HiFi Wasteland I: 100 Year Old Quicksilver Cloud
installation, 2019
1st work in HiFi Wasteland, a trilogy experimenting with material waste left over from generations of decomposing sound reproduction technology. Wading into the toxic haze of early transmission infrastructure, this installation sonifies the decaying atmosphere inside a thyratron – a 100 year old vacuum tube radiating a cloud of blue ionized mercury. Vacuum tubes generated, amplified and controlled some of the earliest flows of electrons signalling the start of widespread communication networks. Though produced prior to practices of planned obsolescence and outliving industrial lifecycles of technology today, the decommissioned liquified metals of the thyratron represent one of the multitude of ruinous substrates of postindustrial ecology.
Darsha Hewitt (CA)
Darsha Hewitt works across new media and sound studies.

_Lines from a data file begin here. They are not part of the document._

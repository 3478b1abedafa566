//! Remote session authentication: PSK challenge-response over HMAC-SHA256.
//!
//! 1. Client sends `Request::AuthChallenge`
//! 2. Device replies `Response::Challenge { session_id, nonce }`
//! 3. Client sends `Request::AuthVerify { session_id, tag }` where
//!    `tag = HMAC-SHA256(psk, nonce)`
//! 4. Device replies `Response::Authenticated`, or
//!    `Error(Unauthenticated)` and drops back to step 1
//!
//! Until step 4 succeeds every `Call` and `Get` is refused by the I/O
//! thread and never reaches the control loop.  A new peer starts over.
//!
//! Crypto is `hmac-sha256`: pure Rust, no_std, constant-time verify.

use log::{info, warn};

use crate::error::RemoteError;

use super::protocol::{Request, Response};

pub const NONCE_LEN: usize = 32;
pub const TAG_LEN: usize = 32;

#[derive(Debug, Clone, PartialEq, Eq)]
pub enum SessionState {
    Unauthenticated,
    Challenged {
        nonce: [u8; NONCE_LEN],
        session_id: u32,
    },
    Authenticated {
        session_id: u32,
    },
}

/// What the I/O thread should do with one decoded request.
#[derive(Debug, Clone, Copy, PartialEq)]
pub enum Admission {
    /// Queue the frame for the control loop.
    Forward,
    /// Answer directly on the transport; nothing is queued.
    Reply(Response),
}

/// Auth state of the single attached peer.
pub struct Session {
    psk: &'static [u8],
    state: SessionState,
    next_session_id: u32,
}

impl Session {
    /// An empty `psk` makes every verification fail.
    pub fn new(psk: &'static [u8]) -> Self {
        Self {
            psk,
            state: SessionState::Unauthenticated,
            next_session_id: 1,
        }
    }

    pub fn state(&self) -> &SessionState {
        &self.state
    }

    pub fn is_authenticated(&self) -> bool {
        matches!(self.state, SessionState::Authenticated { .. })
    }

    pub fn reset(&mut self) {
        self.state = SessionState::Unauthenticated;
    }

    /// Start a handshake.  Any previous session is discarded.
    pub fn begin_challenge(&mut self) -> (u32, [u8; NONCE_LEN]) {
        let session_id = self.next_session_id;
        self.next_session_id = self.next_session_id.wrapping_add(1);
        let nonce = fill_random_nonce();
        self.state = SessionState::Challenged { nonce, session_id };
        (session_id, nonce)
    }

    /// Check the client's tag against the outstanding nonce.  Any failure
    /// returns the session to `Unauthenticated`.
    pub fn verify_response(&mut self, session_id: u32, tag: &[u8; TAG_LEN]) -> bool {
        let SessionState::Challenged {
            nonce,
            session_id: expected,
        } = self.state
        else {
            warn!("auth: verify without an outstanding challenge");
            return false;
        };

        if session_id != expected {
            warn!("auth: session_id mismatch (got {session_id}, expected {expected})");
            self.reset();
            return false;
        }
        if self.psk.is_empty() {
            warn!("auth: no PSK configured, refusing");
            self.reset();
            return false;
        }
        if !hmac_sha256::HMAC::verify(nonce, self.psk, tag) {
            warn!("auth: HMAC verification failed");
            self.reset();
            return false;
        }

        info!("auth: session {session_id} authenticated");
        self.state = SessionState::Authenticated { session_id };
        true
    }

    /// Gate one decoded request.  Handshake messages are answered here;
    /// everything else is forwarded only once authenticated.
    pub fn admit(&mut self, request: Result<Request, RemoteError>) -> Admission {
        match request {
            Ok(Request::AuthChallenge) => {
                let (session_id, nonce) = self.begin_challenge();
                Admission::Reply(Response::Challenge { session_id, nonce })
            }
            Ok(Request::AuthVerify { session_id, tag }) => {
                if self.verify_response(session_id, &tag) {
                    Admission::Reply(Response::Authenticated)
                } else {
                    Admission::Reply(Response::Error(RemoteError::Unauthenticated))
                }
            }
            Ok(_) if self.is_authenticated() => Admission::Forward,
            Ok(req) => {
                warn!("auth: refusing {req:?} before authentication");
                Admission::Reply(Response::Error(RemoteError::Unauthenticated))
            }
            Err(e) => Admission::Reply(Response::Error(e)),
        }
    }
}

/// `HMAC-SHA256(psk, nonce)`: the client side of the handshake.
pub fn compute_tag(psk: &[u8], nonce: &[u8; NONCE_LEN]) -> [u8; TAG_LEN] {
    hmac_sha256::HMAC::mac(nonce, psk)
}

/// ESP-IDF: hardware RNG.
#[cfg(target_os = "espidf")]
fn fill_random_nonce() -> [u8; NONCE_LEN] {
    let mut buf = [0u8; NONCE_LEN];
    // SAFETY: esp_fill_random writes exactly `len` bytes into a buffer we own.
    unsafe {
        esp_idf_svc::sys::esp_fill_random(buf.as_mut_ptr().cast(), buf.len());
    }
    buf
}

/// Host simulation: `RandomState` entropy, not cryptographic.
#[cfg(not(target_os = "espidf"))]
fn fill_random_nonce() -> [u8; NONCE_LEN] {
    use std::collections::hash_map::RandomState;
    use std::hash::{BuildHasher, Hasher};

    let mut buf = [0u8; NONCE_LEN];
    for chunk in buf.chunks_mut(8) {
        let val = RandomState::new().build_hasher().finish().to_le_bytes();
        chunk.copy_from_slice(&val[..chunk.len()]);
    }
    buf
}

Her work largely grows out of empirical material based experimentation with obsolete technology. She make electro-mechanical sound installation, performances with hand-made electronics, video, drawing and photography. Her studio practice and teaching methods alike take an adventurous hands-on /media-archeological approach to art making, where hidden systems within technology are de/re-mystified as a means to trace out structures of economy, power and control embedded throughout western culture.